Lambda architecture is a data-processing architecture designed to handle massive quantities of data by taking advantage of both batch- and stream-processing methods. In Lambda architecture, the system involves three layers: batch processing, speed (or real-time) processing, and a serving layer for responding to queries, and each comes with its own set of requirements.
In batch layer, it aims at perfect accuracy by being able to process the all available big dataset which is an immutable, append-only set of raw data using distributed processing system. Output will be typically stored in a read-only database with result completely replacing existing precomputed views. Apache Hadoop, Pig, and HIVE are
the de facto batch-processing system.
In speed layer, the data is processed in streaming fashion, and the real-time views are provided by the most recent data. As a result, the speed layer is responsible for filling the "gap" caused by the batch layer's lag in providing views based on the most recent data. This layer's views may not be as accurate as the views provided by batch layer's views created with full dataset, so they will be eventually replaced by the batch layer's views. Traditionally, Apache Storm is
used in this layer.
In serving layer, the result from batch layer and speed layer will be stored here, and it responds to queries in a low-latency and ad-hoc way.
One of the lambda architecture examples in machine learning context is building the fraud detection system. In speed layer, the incoming streaming data can be used for online learning to update the model learnt in batch layer to incorporate the recent events. After a while, the model can be rebuilt using the full dataset.

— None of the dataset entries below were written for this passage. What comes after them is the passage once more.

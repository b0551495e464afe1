//! Minimal SOCKS5 client (RFC 1928, RFC 1929): CONNECT and UDP ASSOCIATE.

use bytes::{BufMut, BytesMut};
use ferrous_forward_domain::{DomainError, ResolverAddr, Socks5Options};
use std::net::{IpAddr, Ipv4Addr, Ipv6Addr, SocketAddr};
use tokio::io::{AsyncReadExt, AsyncWriteExt};
use tokio::net::TcpStream;
use tracing::trace;

const SOCKS5_VERSION: u8 = 0x05;
const AUTH_METHOD_NONE: u8 = 0x00;
const AUTH_METHOD_PASSWORD: u8 = 0x02;
const AUTH_METHOD_NO_ACCEPTABLE: u8 = 0xFF;
const AUTH_PASSWORD_VERSION: u8 = 0x01;

const CMD_CONNECT: u8 = 0x01;
const CMD_UDP_ASSOCIATE: u8 = 0x03;

const ATYP_IPV4: u8 = 0x01;
const ATYP_DOMAIN: u8 = 0x03;
const ATYP_IPV6: u8 = 0x04;

const REPLY_SUCCEEDED: u8 = 0x00;

const fn reply_message(code: u8) -> &'static str {
    match code {
        0x01 => "general SOCKS server failure",
        0x02 => "connection not allowed by ruleset",
        0x03 => "network unreachable",
        0x04 => "host unreachable",
        0x05 => "connection refused",
        0x06 => "TTL expired",
        0x07 => "command not supported",
        0x08 => "address type not supported",
        _ => "unknown error",
    }
}

#[derive(Debug, Clone)]
pub struct Socks5Proxy {
    pub addr: ResolverAddr,
    auth: Option<(String, String)>,
}

impl Socks5Proxy {
    pub fn from_options(options: &Socks5Options) -> Result<Self, DomainError> {
        let addr = ResolverAddr::parse_with_default_port(&options.address, 1080)?;
        let auth = match (&options.username, &options.password) {
            (Some(user), password) => {
                let password = password.clone().unwrap_or_default();
                if user.len() > 255 || password.len() > 255 {
                    return Err(DomainError::ConfigError(
                        "SOCKS5 username and password must be at most 255 bytes".into(),
                    ));
                }
                Some((user.clone(), password))
            }
            (None, _) => None,
        };
        Ok(Self { addr, auth })
    }

    /// `socks5h://` URL for HTTP clients, so the proxy resolves target names.
    pub fn url(&self) -> String {
        format!("socks5h://{}", self.addr)
    }

    pub fn credentials(&self) -> Option<(&str, &str)> {
        self.auth.as_ref().map(|(u, p)| (u.as_str(), p.as_str()))
    }

    /// Method selection plus optional username/password sub-negotiation.
    async fn handshake(&self, stream: &mut TcpStream) -> Result<(), DomainError> {
        let methods: &[u8] = if self.auth.is_some() {
            &[SOCKS5_VERSION, 2, AUTH_METHOD_NONE, AUTH_METHOD_PASSWORD]
        } else {
            &[SOCKS5_VERSION, 1, AUTH_METHOD_NONE]
        };
        stream.write_all(methods).await.map_err(io_err)?;

        let mut response = [0u8; 2];
        stream.read_exact(&mut response).await.map_err(io_err)?;
        if response[0] != SOCKS5_VERSION {
            return Err(DomainError::Socks5Error(format!(
                "unexpected version {:#04x}",
                response[0]
            )));
        }

        match response[1] {
            AUTH_METHOD_NONE => Ok(()),
            AUTH_METHOD_PASSWORD => {
                let (user, password) = self.auth.as_ref().ok_or_else(|| {
                    DomainError::Socks5Error("proxy requires authentication".into())
                })?;
                let mut request = Vec::with_capacity(3 + user.len() + password.len());
                request.push(AUTH_PASSWORD_VERSION);
                request.push(user.len() as u8);
                request.extend_from_slice(user.as_bytes());
                request.push(password.len() as u8);
                request.extend_from_slice(password.as_bytes());
                stream.write_all(&request).await.map_err(io_err)?;

                let mut status = [0u8; 2];
                stream.read_exact(&mut status).await.map_err(io_err)?;
                if status[1] != 0x00 {
                    return Err(DomainError::Socks5Error("authentication failed".into()));
                }
                Ok(())
            }
            AUTH_METHOD_NO_ACCEPTABLE => {
                Err(DomainError::Socks5Error("no acceptable auth method".into()))
            }
            other => Err(DomainError::Socks5Error(format!(
                "unsupported auth method {:#04x}",
                other
            ))),
        }
    }

    async fn request(
        &self,
        stream: &mut TcpStream,
        command: u8,
        target: &ResolverAddr,
    ) -> Result<SocketAddr, DomainError> {
        let mut request = BytesMut::with_capacity(22);
        request.put_u8(SOCKS5_VERSION);
        request.put_u8(command);
        request.put_u8(0x00);
        put_address(&mut request, target)?;
        stream.write_all(&request).await.map_err(io_err)?;

        let mut header = [0u8; 4];
        stream.read_exact(&mut header).await.map_err(io_err)?;
        if header[1] != REPLY_SUCCEEDED {
            return Err(DomainError::Socks5Error(format!(
                "request rejected: {}",
                reply_message(header[1])
            )));
        }

        let ip = match header[3] {
            ATYP_IPV4 => {
                let mut octets = [0u8; 4];
                stream.read_exact(&mut octets).await.map_err(io_err)?;
                IpAddr::V4(Ipv4Addr::from(octets))
            }
            ATYP_IPV6 => {
                let mut octets = [0u8; 16];
                stream.read_exact(&mut octets).await.map_err(io_err)?;
                IpAddr::V6(Ipv6Addr::from(octets))
            }
            ATYP_DOMAIN => {
                let len = stream.read_u8().await.map_err(io_err)? as usize;
                let mut name = vec![0u8; len];
                stream.read_exact(&mut name).await.map_err(io_err)?;
                IpAddr::V4(Ipv4Addr::UNSPECIFIED)
            }
            other => {
                return Err(DomainError::Socks5Error(format!(
                    "invalid address type {:#04x}",
                    other
                )))
            }
        };
        let port = stream.read_u16().await.map_err(io_err)?;
        Ok(SocketAddr::new(ip, port))
    }

    /// Tunnels `stream` (already connected to the proxy) to `target`.
    /// Domain targets are resolved by the proxy.
    pub async fn connect(
        &self,
        mut stream: TcpStream,
        target: &ResolverAddr,
    ) -> Result<TcpStream, DomainError> {
        self.handshake(&mut stream).await?;
        self.request(&mut stream, CMD_CONNECT, target).await?;
        trace!(proxy = %self.addr, target = %target, "SOCKS5 CONNECT established");
        Ok(stream)
    }

    /// Returns the control stream, which must stay open for the association's
    /// lifetime, and the relay address datagrams go to.
    pub async fn associate(
        &self,
        mut stream: TcpStream,
    ) -> Result<(TcpStream, SocketAddr), DomainError> {
        self.handshake(&mut stream).await?;
        let unspecified = ResolverAddr::Ip(SocketAddr::new(IpAddr::V4(Ipv4Addr::UNSPECIFIED), 0));
        let mut relay = self.request(&mut stream, CMD_UDP_ASSOCIATE, &unspecified).await?;

        // Many proxies answer 0.0.0.0 meaning "same host as the control connection".
        if relay.ip().is_unspecified() {
            let peer = stream.peer_addr().map_err(io_err)?;
            relay.set_ip(peer.ip());
        }
        trace!(proxy = %self.addr, relay = %relay, "SOCKS5 UDP ASSOCIATE established");
        Ok((stream, relay))
    }
}

fn io_err(e: std::io::Error) -> DomainError {
    DomainError::Socks5Error(e.to_string())
}

fn put_address(buf: &mut BytesMut, target: &ResolverAddr) -> Result<(), DomainError> {
    match target {
        ResolverAddr::Ip(SocketAddr::V4(v4)) => {
            buf.put_u8(ATYP_IPV4);
            buf.put_slice(&v4.ip().octets());
            buf.put_u16(v4.port());
        }
        ResolverAddr::Ip(SocketAddr::V6(v6)) => {
            buf.put_u8(ATYP_IPV6);
            buf.put_slice(&v6.ip().octets());
            buf.put_u16(v6.port());
        }
        ResolverAddr::Domain { domain, port } => {
            if domain.len() > 255 {
                return Err(DomainError::Socks5Error(format!(
                    "domain too long: {}",
                    domain
                )));
            }
            buf.put_u8(ATYP_DOMAIN);
            buf.put_u8(domain.len() as u8);
            buf.put_slice(domain.as_bytes());
            buf.put_u16(*port);
        }
    }
    Ok(())
}

/// Wraps a datagram in the SOCKS5 UDP request header: RSV, FRAG, address.
pub fn encapsulate(target: &ResolverAddr, data: &[u8]) -> Result<BytesMut, DomainError> {
    let mut packet = BytesMut::with_capacity(32 + data.len());
    packet.put_u16(0);
    packet.put_u8(0);
    put_address(&mut packet, target)?;
    packet.put_slice(data);
    Ok(packet)
}

/// Strips the SOCKS5 UDP header and returns the payload.
pub fn decapsulate(packet: &[u8]) -> Result<&[u8], DomainError> {
    if packet.len() < 4 {
        return Err(DomainError::Socks5Error("UDP packet too short".into()));
    }
    if packet[2] != 0 {
        return Err(DomainError::Socks5Error("fragmented UDP packet".into()));
    }
    let offset = match packet[3] {
        ATYP_IPV4 => 4 + 4 + 2,
        ATYP_IPV6 => 4 + 16 + 2,
        ATYP_DOMAIN => {
            let len = *packet
                .get(4)
                .ok_or_else(|| DomainError::Socks5Error("UDP packet too short".into()))?
                as usize;
            5 + len + 2
        }
        other => {
            return Err(DomainError::Socks5Error(format!(
                "invalid address type {:#04x}",
                other
            )))
        }
    };
    packet
        .get(offset..)
        .ok_or_else(|| DomainError::Socks5Error("UDP packet too short".into()))
}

Why Spark for lambda architecture? Traditionally, different
technologies are used in batch layer and speed layer. If your batch system is implemented with Apache Pig, and your speed layer is implemented with Apache Storm, you have to write and maintain the same logics in SQL and in Java/Scala. This will very quickly becomes a maintenance nightmare. With Spark, we have an unified development framework for batch and speed layer at scale. In this talk, an end-to-end example implemented in Spark will be shown, and we will
discuss about the development, testing, maintenance, and deployment of lambda architecture system with Apache Spark.